Endlich wird Peggy aufgerufen. Ich nehme sie vorsichtig hoch und trage sie in das Untersuchungszimmer. Der eigentliche Stress geht erst jetzt richtig los. Der Arzt ist relativ nett, tastet Peggys Fuß ab und versucht, sie in ein Gespräch zu verwickeln, was aber natürlich bei ihren Genen sehr schwer fällt, denn sie schweigt lieber. Ein paar Mal ruft sie „Aua!“ und sieht mich fragend an. Diesmal zucke ich mit den Schultern. „Das müssen wir röntgen.“, sagt der Arzt nur trocken, gibt mir einen Schein und schickt mich drei Zimmer weiter.
Das Röntgen verläuft gar nicht gut, denn Peggy beginnt nun zu schreien und zu weinen. Sie hat Angst vor diesem großen Gerät und hat Schmerzen als eine Frau ihr den Fuß fixieren will und auch muss. Wir versuchen sie abzulenken, zu beruhigen, ich drücke sie an mich, aber nichts hilft. Die Frau gibt es auf und schickt uns wieder zum Doktor. Peggy ist mittlerweile total verstört und klammert sich an mich. Ständig fragt sie nach Andrew und jetzt verfluche ich ihn auch, dass er Peggy so im Stich lässt.

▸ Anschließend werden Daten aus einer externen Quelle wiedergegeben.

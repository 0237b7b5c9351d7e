use std::sync::Arc;

use tokio::time::Instant;
use tracing::{error, info};

use crate::{
    error::{Result, SchedulerError},
    registry::JobRegistry,
    types::InvocationReport,
};

/// Run a job's action right now, outside its schedule.
///
/// The definition is looked up in the registry, not the engine, so this
/// works whether or not the engine is running and ignores the job's
/// single-flight flag: a manual run may overlap a scheduled fire of the same
/// job. The caller waits for the action to finish and `next_run` is
/// untouched. The action gets its own task, as scheduled fires do, so a
/// panic comes back as [`SchedulerError::ActionFailed`].
pub async fn invoke(registry: &JobRegistry, job_id: &str) -> Result<InvocationReport> {
    let definition = registry
        .get(job_id)
        .ok_or_else(|| SchedulerError::UnknownJob {
            id: job_id.to_string(),
        })?;

    info!(job_id = %definition.id, name = %definition.name, "manual invocation");
    let started = Instant::now();
    let action = Arc::clone(&definition.action);
    let outcome = match tokio::spawn(async move { action.run().await }).await {
        Ok(result) => result,
        Err(e) if e.is_panic() => Err(anyhow::anyhow!("job panicked: {e}")),
        Err(e) => Err(anyhow::anyhow!("job cancelled: {e}")),
    };
    let elapsed = started.elapsed();

    match outcome {
        Ok(()) => {
            info!(job_id = %definition.id, elapsed_ms = elapsed.as_millis() as u64, "manual invocation completed");
            Ok(InvocationReport {
                id: definition.id.clone(),
                name: definition.name.clone(),
                elapsed,
            })
        }
        Err(source) => {
            error!(job_id = %definition.id, "manual invocation failed: {source:#}");
            Err(SchedulerError::ActionFailed {
                id: definition.id.clone(),
                source,
            })
        }
    }
}

/// Cloneable handle for manual invocations, holding the frozen registry.
#[derive(Clone)]
pub struct JobInvoker {
    registry: Arc<JobRegistry>,
}

impl JobInvoker {
    pub fn new(registry: Arc<JobRegistry>) -> Self {
        Self { registry }
    }

    pub async fn invoke(&self, job_id: &str) -> Result<InvocationReport> {
        invoke(&self.registry, job_id).await
    }
}

#[cfg(test)]
mod tests {
    use super::*;
    use crate::types::{JobAction, JobDefinition};
    use async_trait::async_trait;
    use std::sync::atomic::{AtomicUsize, Ordering};
    use std::time::Duration;

    fn registry(counter: Arc<AtomicUsize>) -> JobRegistry {
        let mut reg = JobRegistry::new();
        reg.register(JobDefinition::from_fn(
            "ok",
            "Always succeeds",
            Duration::from_secs(60),
            move || {
                let counter = Arc::clone(&counter);
                async move {
                    counter.fetch_add(1, Ordering::SeqCst);
                    Ok(())
                }
            },
        ))
        .unwrap();
        reg.register(JobDefinition::from_fn(
            "broken",
            "Always fails",
            Duration::from_secs(60),
            || async { Err(anyhow::anyhow!("disk full")) },
        ))
        .unwrap();
        reg
    }

    #[tokio::test]
    async fn runs_registered_action() {
        let counter = Arc::new(AtomicUsize::new(0));
        let reg = registry(Arc::clone(&counter));
        let report = invoke(&reg, "ok").await.unwrap();
        assert_eq!(report.id, "ok");
        assert_eq!(report.name, "Always succeeds");
        assert_eq!(counter.load(Ordering::SeqCst), 1);
    }

    #[tokio::test]
    async fn unknown_id_is_rejected() {
        let counter = Arc::new(AtomicUsize::new(0));
        let reg = registry(Arc::clone(&counter));
        let err = invoke(&reg, "nope").await.unwrap_err();
        assert!(matches!(err, SchedulerError::UnknownJob { ref id } if id == "nope"));
        assert_eq!(counter.load(Ordering::SeqCst), 0);
    }

    #[tokio::test]
    async fn action_failure_wraps_cause() {
        let reg = registry(Arc::default());
        let err = invoke(&reg, "broken").await.unwrap_err();
        assert_eq!(err.code(), "ACTION_FAILED");
        assert_eq!(err.to_string(), "Job broken failed: disk full");
        let cause = std::error::Error::source(&err).unwrap();
        assert_eq!(cause.to_string(), "disk full");
    }

    struct Explodes;

    #[async_trait]
    impl JobAction for Explodes {
        async fn run(&self) -> anyhow::Result<()> {
            panic!("index out of range")
        }
    }

    #[tokio::test]
    async fn panicking_action_becomes_action_failed() {
        let mut reg = JobRegistry::new();
        reg.register(JobDefinition::new(
            "explodes",
            "Explodes",
            Duration::from_secs(60),
            Arc::new(Explodes),
        ))
        .unwrap();
        let invoker = JobInvoker::new(Arc::new(reg));

        // the panic must not take down the calling task
        let outcome = tokio::spawn(async move { invoker.invoke("explodes").await })
            .await
            .expect("caller task survives");
        let err = outcome.unwrap_err();
        assert_eq!(err.code(), "ACTION_FAILED");
        assert!(matches!(err, SchedulerError::ActionFailed { ref id, .. } if id == "explodes"));
        assert!(err.to_string().contains("job panicked"));
    }

    #[tokio::test(start_paused = true)]
    async fn elapsed_covers_the_action() {
        let mut reg = JobRegistry::new();
        reg.register(JobDefinition::from_fn(
            "slow",
            "Slow",
            Duration::from_secs(60),
            || async {
                tokio::time::sleep(Duration::from_millis(250)).await;
                Ok(())
            },
        ))
        .unwrap();
        let invoker = JobInvoker::new(Arc::new(reg));
        let report = invoker.invoke("slow").await.unwrap();
        assert_eq!(report.elapsed_ms(), 250);
    }
}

„Da sie so starke Schmerzen hat, müssen wir davon ausgehen, dass zwei Bänder gerissen sind. Bei einem einfachen Bänderriss wäre der Fuß auch auf keinen Fall so dick. Bei ihr reicht aber eine Schiene und gebrochen ist definitiv nichts.“
Erleichterung. Zum Glück muss nicht noch ein Gips an ihren Fuß.
Dank der Schiene kann Peggy schon allein auftreten. Ich frage mich nur, wie so was funktioniert, aber na ja, wichtig ist, dass wir nun endlich gehen können. Nun muss ich nicht mehr soviel Last tragen. Zum einen muss ich Peggy nicht mehr tragen und zum anderen ist mein Portmonai auch umso einiges leichter geworden.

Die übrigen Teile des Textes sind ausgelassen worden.